This Update summarizes some of the key changes made by the Omnibus Rule.

Business Associates

Definition of Business Associate

Under HIPAA, a Covered Entity may disclose “protected health information” (PHI) to its Business Associates, and allow Business Associates to create or receive such information, provided the parties meet certain requirements, such as executing a BAA.  The Omnibus Rule expands the definition of a Business Associate to, in some cases, include entities not previously regulated under HIPAA.

Specifically, “Business Associate” has been expanded to mean any entity that creates, receives, maintains or transmits PHI on behalf of a Covered Entity or an organized health care arrangement. Expressly included are health information organizations, e-prescription gateways and data transmission providers that require routine access to PHI, as well as persons offering personal health records to individuals on behalf of Covered Entities.

Consistent with the proposed rule, the Omnibus Rule also broadened the definition of Business Associate to include any downstream subcontractors of Business Associates.  According to HHS, a subcontractor is a person who has been delegated a function, an activity or a service that a Business Associate has agreed to perform on behalf of a Covered Entity or another Business Associate.  By expanding the definition to include subcontractors, HHS intended to ensure that the privacy and security protections under HIPAA, as well as any associated liability for noncompliance, followed an individual’s PHI, regardless of whether the entity creating, receiving, maintaining or transmitting the information contracted directly with a Covered Entity. 

Conduit Exception

The Omnibus Rule maintains the exception for entities that act as mere conduits to transport PHI but do not access the information other than on a random or infrequent basis. Whether an entity falls under the exception for mere conduits is a fact-specific analysis based on the nature of services an entity provides to a Covered Entity and the extent to which the entity needs access to PHI to perform these services. Generally speaking, the exception is narrow and applies only to entities providing data transmission services, such as mail couriers and their electronic equivalents, including ISPs that store any PHI only temporarily during its transmission.

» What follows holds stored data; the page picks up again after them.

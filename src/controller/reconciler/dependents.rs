//! # Dependent-Record Classifier
//!
//! Second pass of every cycle. Platform-managed Applications (`addon=true`) are
//! given a memoryless phase from their sync/health pair and published either as
//! workload metrics, when their `clusterName` label names a ManagedCluster seen
//! in this cycle, or as addon metrics otherwise. Records are never mutated.

use super::api::{AppRecord, PlatformApi};
use super::health::{AppHealth, SyncStatus};
use super::types::ReconcilerError;
use crate::constants::{
    ADDON_NAME_LABEL, CLUSTER_NAME_LABEL, ENVIRONMENT_LABEL, PLATFORM_MANAGED_SELECTOR,
};
use crate::observability::metrics::{controller_metrics, dependent_metrics};
use std::collections::HashSet;
use std::fmt;
use tracing::{debug, info, warn};

/// Phase of a dependent record
#[derive(Debug, Clone, Copy, PartialEq, Eq, Hash)]
pub enum DependentPhase {
    Ready,
    Progressing,
    Degraded,
    Suspended,
    Unknown,
}

impl DependentPhase {
    pub const ALL: [DependentPhase; 5] = [
        DependentPhase::Ready,
        DependentPhase::Progressing,
        DependentPhase::Degraded,
        DependentPhase::Suspended,
        DependentPhase::Unknown,
    ];

    pub fn as_str(self) -> &'static str {
        match self {
            DependentPhase::Ready => "Ready",
            DependentPhase::Progressing => "Progressing",
            DependentPhase::Degraded => "Degraded",
            DependentPhase::Suspended => "Suspended",
            DependentPhase::Unknown => "Unknown",
        }
    }
}

impl fmt::Display for DependentPhase {
    fn fmt(&self, f: &mut fmt::Formatter<'_>) -> fmt::Result {
        f.write_str(self.as_str())
    }
}

/// Derive a dependent record's phase. Rules are checked top to bottom.
pub fn dependent_phase(sync: SyncStatus, health: AppHealth) -> DependentPhase {
    if sync == SyncStatus::Synced && health == AppHealth::Healthy {
        return DependentPhase::Ready;
    }
    if health == AppHealth::Degraded {
        return DependentPhase::Degraded;
    }
    if health == AppHealth::Missing || sync == SyncStatus::Unknown {
        return DependentPhase::Unknown;
    }
    if health == AppHealth::Progressing || sync == SyncStatus::OutOfSync {
        return DependentPhase::Progressing;
    }
    if health == AppHealth::Suspended {
        return DependentPhase::Suspended;
    }
    DependentPhase::Progressing
}

#[derive(Debug, Clone, Copy, PartialEq, Eq, Hash)]
pub enum DependentKind {
    /// Owned by a known ManagedCluster
    Workload,
    /// Everything else
    Addon,
}

/// A platform-managed Application after classification
#[derive(Debug, Clone, PartialEq, Eq)]
pub struct DependentRecord {
    /// `addonName` label, or the Application name when the label is absent
    pub name: String,
    pub owner_cluster: String,
    /// Destination namespace
    pub namespace: String,
    pub environment: String,
    pub sync: SyncStatus,
    pub health: AppHealth,
    pub phase: DependentPhase,
    pub kind: DependentKind,
}

/// Classify one Application against the cluster names discovered this cycle
pub fn classify(app: &AppRecord, known_clusters: &HashSet<String>) -> DependentRecord {
    let owner_cluster = app.label(CLUSTER_NAME_LABEL).unwrap_or_default().to_string();
    let kind = if !owner_cluster.is_empty() && known_clusters.contains(&owner_cluster) {
        DependentKind::Workload
    } else {
        DependentKind::Addon
    };

    DependentRecord {
        name: app
            .label(ADDON_NAME_LABEL)
            .filter(|n| !n.is_empty())
            .unwrap_or(&app.name)
            .to_string(),
        owner_cluster,
        namespace: app.destination_namespace.clone().unwrap_or_default(),
        environment: app.label(ENVIRONMENT_LABEL).unwrap_or_default().to_string(),
        sync: app.sync,
        health: app.health,
        phase: dependent_phase(app.sync, app.health),
        kind,
    }
}

/// List platform-managed Applications, classify them and publish their metrics.
///
/// Must only run once every ManagedCluster of the cycle has been reconciled, so
/// that `known_clusters` is complete.
///
/// # Errors
///
/// Returns [`ReconcilerError::ListFailed`] if the Applications cannot be listed;
/// nothing is published in that case.
pub async fn reconcile_dependents(
    api: &dyn PlatformApi,
    argocd_namespace: &str,
    known_clusters: &HashSet<String>,
) -> Result<Vec<DependentRecord>, ReconcilerError> {
    let apps = match api
        .list_applications(argocd_namespace, Some(PLATFORM_MANAGED_SELECTOR))
        .await
    {
        Ok(apps) => apps,
        Err(e) => {
            controller_metrics::increment_listing_errors("applications");
            warn!(error = %e, "Failed to list platform-managed applications");
            return Err(ReconcilerError::list("applications", e));
        }
    };

    let records: Vec<DependentRecord> = apps
        .iter()
        .map(|app| classify(app, known_clusters))
        .collect();

    for record in &records {
        debug!(
            application = %record.name,
            cluster = %record.owner_cluster,
            kind = ?record.kind,
            phase = record.phase.as_str(),
            "Classified dependent record"
        );
        dependent_metrics::record_dependent(record);
    }

    let workloads = records
        .iter()
        .filter(|r| r.kind == DependentKind::Workload)
        .count();
    info!(
        workloads,
        addons = records.len() - workloads,
        "Reconciled dependent records"
    );

    Ok(records)
}

#[cfg(test)]
mod tests {
    use super::*;
    use std::collections::BTreeMap;

    #[test]
    fn test_dependent_phase_rules() {
        use AppHealth as H;
        use DependentPhase as P;
        use SyncStatus as S;

        assert_eq!(dependent_phase(S::Synced, H::Healthy), P::Ready);
        assert_eq!(dependent_phase(S::OutOfSync, H::Healthy), P::Progressing);
        assert_eq!(dependent_phase(S::Synced, H::Degraded), P::Degraded);
        // Degraded wins over an unknown sync status
        assert_eq!(dependent_phase(S::Unknown, H::Degraded), P::Degraded);
        assert_eq!(dependent_phase(S::Synced, H::Missing), P::Unknown);
        assert_eq!(dependent_phase(S::Unknown, H::Healthy), P::Unknown);
        assert_eq!(dependent_phase(S::Synced, H::Progressing), P::Progressing);
        assert_eq!(dependent_phase(S::OutOfSync, H::Suspended), P::Progressing);
        assert_eq!(dependent_phase(S::Synced, H::Suspended), P::Suspended);
        assert_eq!(dependent_phase(S::Synced, H::Unknown), P::Progressing);
    }

    fn app(name: &str, labels: &[(&str, &str)]) -> AppRecord {
        AppRecord {
            name: name.to_string(),
            labels: labels
                .iter()
                .map(|(k, v)| ((*k).to_string(), (*v).to_string()))
                .collect::<BTreeMap<_, _>>(),
            sync: SyncStatus::Synced,
            health: AppHealth::Healthy,
            destination_namespace: Some("monitoring".to_string()),
            ..Default::default()
        }
    }

    fn known(names: &[&str]) -> HashSet<String> {
        names.iter().map(|n| (*n).to_string()).collect()
    }

    #[test]
    fn test_classify_workload() {
        let record = classify(
            &app("media-jellyfin", &[("addon", "true"), ("clusterName", "media")]),
            &known(&["media"]),
        );
        assert_eq!(record.kind, DependentKind::Workload);
        assert_eq!(record.name, "media-jellyfin");
        assert_eq!(record.owner_cluster, "media");
        assert_eq!(record.namespace, "monitoring");
        assert_eq!(record.phase, DependentPhase::Ready);
    }

    #[test]
    fn test_classify_addon_keeps_environment() {
        let record = classify(
            &app(
                "cert-manager-prod",
                &[
                    ("addon", "true"),
                    ("clusterName", "the-cluster"),
                    ("environment", "production"),
                    ("addonName", "cert-manager"),
                ],
            ),
            &known(&["media"]),
        );
        assert_eq!(record.kind, DependentKind::Addon);
        assert_eq!(record.name, "cert-manager");
        assert_eq!(record.environment, "production");
    }

    #[test]
    fn test_classify_without_cluster_label_is_addon() {
        let record = classify(&app("external-dns", &[("addon", "true")]), &known(&["media"]));
        assert_eq!(record.kind, DependentKind::Addon);
        assert_eq!(record.owner_cluster, "");
    }

    #[test]
    fn test_empty_cluster_set_classifies_everything_as_addon() {
        let record = classify(
            &app("media-jellyfin", &[("clusterName", "media")]),
            &HashSet::new(),
        );
        assert_eq!(record.kind, DependentKind::Addon);
    }
}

In contrast, entities that “maintain” PHI on behalf of a Covered Entity are considered Business Associates under the Omnibus Rule.  Accordingly, a data storage company that stores physical or electronic data and that has access to PHI is a Business Associate under the Omnibus Rule, regardless of whether that entity actually views the information being stored. 

Business Associate Agreements

In addition to executing BAAs with Covered Entities, Business Associates now must execute BAAs with any of their subcontractors that create, receive, maintain or transmit PHI on their behalf, and can be held liable for failing to enter into such agreements. 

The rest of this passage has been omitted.